Nope, I didn’t break the speed limit. I maxed out around 35 mph as I dropped from the top of Tramway to Roy, 4th, Guadalupe Trail, Alameda, and finally, the Paseo del Bosque.

As you know, I am a law-abiding fellow, and rarely in a hurry.

Last trip down I was on the Soma Saga (disc). This time I took the Soma Saga (canti), having finally toed the squeak out of the TRP RevoX brakes.

The TRP RevoX. You need a jillion Allen keys and a 13mm wrench to make this dog hunt. But hunt it does. I never had to Flintstone to a stop.

I’ve tried a bunch of brakes on this bike and hadn’t really liked any of ’em. Paul’s MiniMoto would be the shit, but cabling proved a little crowded with 38mm tires and fenders. And I was fresh out of my go-to stoppers, Paul’s Neo-Retro and Touring cantis, having shifted my last pair to the Voodoo Nakisi.

Happily, I had this set of TRPs idling around the garage, so on they went. A little fiddly for a half-assed mechanic to set up, and on our last outing they brayed like jackasses, but now they work and sound just fine. Still, when time and finance permit I’ll give some more money to my man Paul, just ’cause.

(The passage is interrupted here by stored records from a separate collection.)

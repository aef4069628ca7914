//! Entity metadata and its registry
//!
//! Every entity type is described once by an [`EntityInfo`]: its logical
//! name, the repository that stores it, how long its result sets may be
//! cached, its persisted properties and its key declarations.
//!
//! Metadata is declared explicitly through [`Entity::describe`] (or
//! registered by name) and memoized in an [`EntityRegistry`] owned by the
//! caller's session. Infos are immutable once registered and shared through
//! `Arc`.

use crate::error::{DataError, DataResult};
use crate::record::Record;
use dashmap::DashMap;
use parking_lot::RwLock;
use std::any::{type_name, TypeId};
use std::sync::Arc;
use std::time::Duration;

/// Key declared on an entity
#[derive(Debug, Clone, PartialEq, Eq)]
pub enum KeyDeclaration {
    /// Primary key columns
    Primary {
        /// Columns forming the key, in order
        columns: Vec<String>,
    },
    /// Foreign key referencing another entity
    Foreign {
        /// Constraint name
        name: String,
        /// Local columns
        columns: Vec<String>,
        /// Referenced entity name
        references: String,
    },
    /// Secondary (non-unique lookup) key
    Secondary {
        /// Index name
        name: String,
        /// Indexed columns
        columns: Vec<String>,
    },
}

impl KeyDeclaration {
    /// Columns covered by this key
    pub fn columns(&self) -> &[String] {
        match self {
            KeyDeclaration::Primary { columns }
            | KeyDeclaration::Foreign { columns, .. }
            | KeyDeclaration::Secondary { columns, .. } => columns,
        }
    }
}

/// Static metadata for one entity type
#[derive(Debug, Clone, PartialEq)]
pub struct EntityInfo {
    name: String,
    repository: String,
    uses_queries: bool,
    cache_timeout: Duration,
    properties: Vec<String>,
    keys: Vec<KeyDeclaration>,
}

impl EntityInfo {
    /// Start describing an entity
    pub fn builder(name: impl Into<String>) -> EntityInfoBuilder {
        EntityInfoBuilder::new(name)
    }

    /// Logical entity name (table, collection, procedure prefix)
    pub fn name(&self) -> &str {
        &self.name
    }

    /// Name of the repository capability that stores this entity
    pub fn repository(&self) -> &str {
        &self.repository
    }

    /// Whether the backend reads this entity through ad-hoc queries
    /// rather than stored procedures
    pub fn uses_queries(&self) -> bool {
        self.uses_queries
    }

    /// How long a cached result set stays fresh; zero disables caching
    pub fn cache_timeout(&self) -> Duration {
        self.cache_timeout
    }

    /// Persisted property names
    pub fn properties(&self) -> &[String] {
        &self.properties
    }

    /// Declared keys
    pub fn keys(&self) -> &[KeyDeclaration] {
        &self.keys
    }

    /// Primary key columns, if one was declared
    pub fn primary_key(&self) -> Option<&[String]> {
        self.keys.iter().find_map(|k| match k {
            KeyDeclaration::Primary { columns } => Some(columns.as_slice()),
            _ => None,
        })
    }

    /// True if `name` is a persisted property
    pub fn has_property(&self, name: &str) -> bool {
        self.properties.iter().any(|p| p == name)
    }

    /// Copy of this info with a different cache timeout
    pub fn with_cache_timeout(&self, cache_timeout: Duration) -> Self {
        Self {
            cache_timeout,
            ..self.clone()
        }
    }
}

/// Builder for [`EntityInfo`]
#[derive(Debug, Clone)]
pub struct EntityInfoBuilder {
    info: EntityInfo,
}

impl EntityInfoBuilder {
    fn new(name: impl Into<String>) -> Self {
        Self {
            info: EntityInfo {
                name: name.into(),
                repository: String::new(),
                uses_queries: true,
                cache_timeout: Duration::ZERO,
                properties: Vec::new(),
                keys: Vec::new(),
            },
        }
    }

    /// Repository capability that stores the entity
    pub fn repository(mut self, repository: impl Into<String>) -> Self {
        self.info.repository = repository.into();
        self
    }

    /// Read through stored procedures instead of queries
    pub fn uses_procedures(mut self) -> Self {
        self.info.uses_queries = false;
        self
    }

    /// Cache result sets for `timeout`
    pub fn cache_timeout(mut self, timeout: Duration) -> Self {
        self.info.cache_timeout = timeout;
        self
    }

    /// Add a persisted property
    pub fn property(mut self, name: impl Into<String>) -> Self {
        self.info.properties.push(name.into());
        self
    }

    /// Add several persisted properties
    pub fn properties<I, S>(mut self, names: I) -> Self
    where
        I: IntoIterator<Item = S>,
        S: Into<String>,
    {
        self.info.properties.extend(names.into_iter().map(Into::into));
        self
    }

    /// Declare the primary key
    pub fn primary_key<I, S>(mut self, columns: I) -> Self
    where
        I: IntoIterator<Item = S>,
        S: Into<String>,
    {
        self.info.keys.push(KeyDeclaration::Primary {
            columns: columns.into_iter().map(Into::into).collect(),
        });
        self
    }

    /// Declare any other key
    pub fn key(mut self, key: KeyDeclaration) -> Self {
        self.info.keys.push(key);
        self
    }

    /// Validate and finish
    ///
    /// # Errors
    ///
    /// `Configuration` if the name or repository is empty, or more than one
    /// primary key was declared.
    pub fn build(self) -> DataResult<EntityInfo> {
        let info = self.info;
        if info.name.trim().is_empty() {
            return Err(DataError::configuration("entity name must not be empty"));
        }
        if info.repository.trim().is_empty() {
            return Err(DataError::configuration(format!(
                "entity '{}' does not name a repository",
                info.name
            )));
        }
        let primaries = info
            .keys
            .iter()
            .filter(|k| matches!(k, KeyDeclaration::Primary { .. }))
            .count();
        if primaries > 1 {
            return Err(DataError::configuration(format!(
                "entity '{}' declares {} primary keys",
                info.name, primaries
            )));
        }
        Ok(info)
    }
}

/// A Rust type that maps onto a stored entity
pub trait Entity: 'static {
    /// Describe the entity's metadata
    ///
    /// Called at most once per registry; the result is memoized.
    fn describe() -> DataResult<EntityInfo>;

    /// Convert to a record for writing
    fn to_record(&self) -> Record;
}

/// Memoized entity metadata, keyed by type and by name
///
/// Cache-timeout overrides (typically from configuration) are applied when an
/// info is first memoized. An entity declaring no timeout gets the registry
/// default, unless an explicit override names it.
#[derive(Debug, Default)]
pub struct EntityRegistry {
    by_type: DashMap<TypeId, Arc<EntityInfo>>,
    by_name: DashMap<String, Arc<EntityInfo>>,
    timeout_overrides: DashMap<String, Duration>,
    default_timeout: RwLock<Duration>,
}

impl EntityRegistry {
    /// Empty registry
    pub fn new() -> Self {
        Self::default()
    }

    /// Override the cache timeout of an entity registered later
    pub fn override_cache_timeout(&self, entity: impl Into<String>, timeout: Duration) {
        self.timeout_overrides.insert(entity.into(), timeout);
    }

    /// Timeout for entities registered later that declare none
    pub fn set_default_cache_timeout(&self, timeout: Duration) {
        *self.default_timeout.write() = timeout;
    }

    /// Metadata for `E`, describing it on first use
    pub fn info_for<E: Entity>(&self) -> DataResult<Arc<EntityInfo>> {
        let type_id = TypeId::of::<E>();
        if let Some(info) = self.by_type.get(&type_id) {
            return Ok(Arc::clone(info.value()));
        }

        let described = E::describe().map_err(|e| match e {
            DataError::Configuration(msg) => {
                DataError::Configuration(format!("{} ({})", msg, type_name::<E>()))
            }
            other => other,
        })?;
        let info = self.apply_override(described);

        // Another thread may have described E meanwhile; adopt its result.
        let info = Arc::clone(self.by_type.entry(type_id).or_insert(info).value());
        self.by_name
            .entry(info.name().to_string())
            .or_insert_with(|| Arc::clone(&info));
        Ok(info)
    }

    /// Register metadata for an entity that has no Rust type
    ///
    /// # Errors
    ///
    /// `Configuration` if an entity with the same name is already registered.
    pub fn register(&self, info: EntityInfo) -> DataResult<Arc<EntityInfo>> {
        let info = self.apply_override(info);
        match self.by_name.entry(info.name().to_string()) {
            dashmap::mapref::entry::Entry::Occupied(_) => Err(DataError::configuration(format!(
                "entity '{}' is already registered",
                info.name()
            ))),
            dashmap::mapref::entry::Entry::Vacant(slot) => Ok(Arc::clone(slot.insert(info).value())),
        }
    }

    /// Metadata by entity name
    ///
    /// # Errors
    ///
    /// `Configuration` if no entity of that name is known.
    pub fn by_name(&self, name: &str) -> DataResult<Arc<EntityInfo>> {
        self.by_name
            .get(name)
            .map(|info| Arc::clone(info.value()))
            .ok_or_else(|| DataError::configuration(format!("unknown entity '{}'", name)))
    }

    /// Number of registered entities
    pub fn len(&self) -> usize {
        self.by_name.len()
    }

    /// True if nothing is registered
    pub fn is_empty(&self) -> bool {
        self.by_name.is_empty()
    }

    fn apply_override(&self, info: EntityInfo) -> Arc<EntityInfo> {
        if let Some(timeout) = self.timeout_overrides.get(info.name()) {
            return Arc::new(info.with_cache_timeout(*timeout.value()));
        }
        let default_timeout = *self.default_timeout.read();
        if info.cache_timeout().is_zero() && !default_timeout.is_zero() {
            return Arc::new(info.with_cache_timeout(default_timeout));
        }
        Arc::new(info)
    }
}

The bosque was nuts for a workday morning. Racer dudes and dudettes, recreational riders, e-bikers, recumbents, joggers, skaters, strollers, equestrians, even one grinning young woman aboard what I think was an ElliptiGO.

I had thought about doing the whole enchilada, continuing down past Rio Bravo and back around, but discretion proved the better part of valor. I hung a U at Interstate 40 and went back the way I came for a grand total of 47.8 miles, which felt about right.

As I rode up Roy toward the Tramway climb I saw a rara avis indeed — a triplet, barreling down toward the roundabout at 4th and Roy. I waved, and the dude in the middle waved back, but he looked like he’d rather have both hands on the bars and I can’t say I blame him. That was one crowded bike and like our “democracy” I imagine it demanded everyone’s attention and participation.

If you’re looking for them “Deep River Blues,” they’re off to the left, behind the cottonwoods, and they’re actually more of a brown.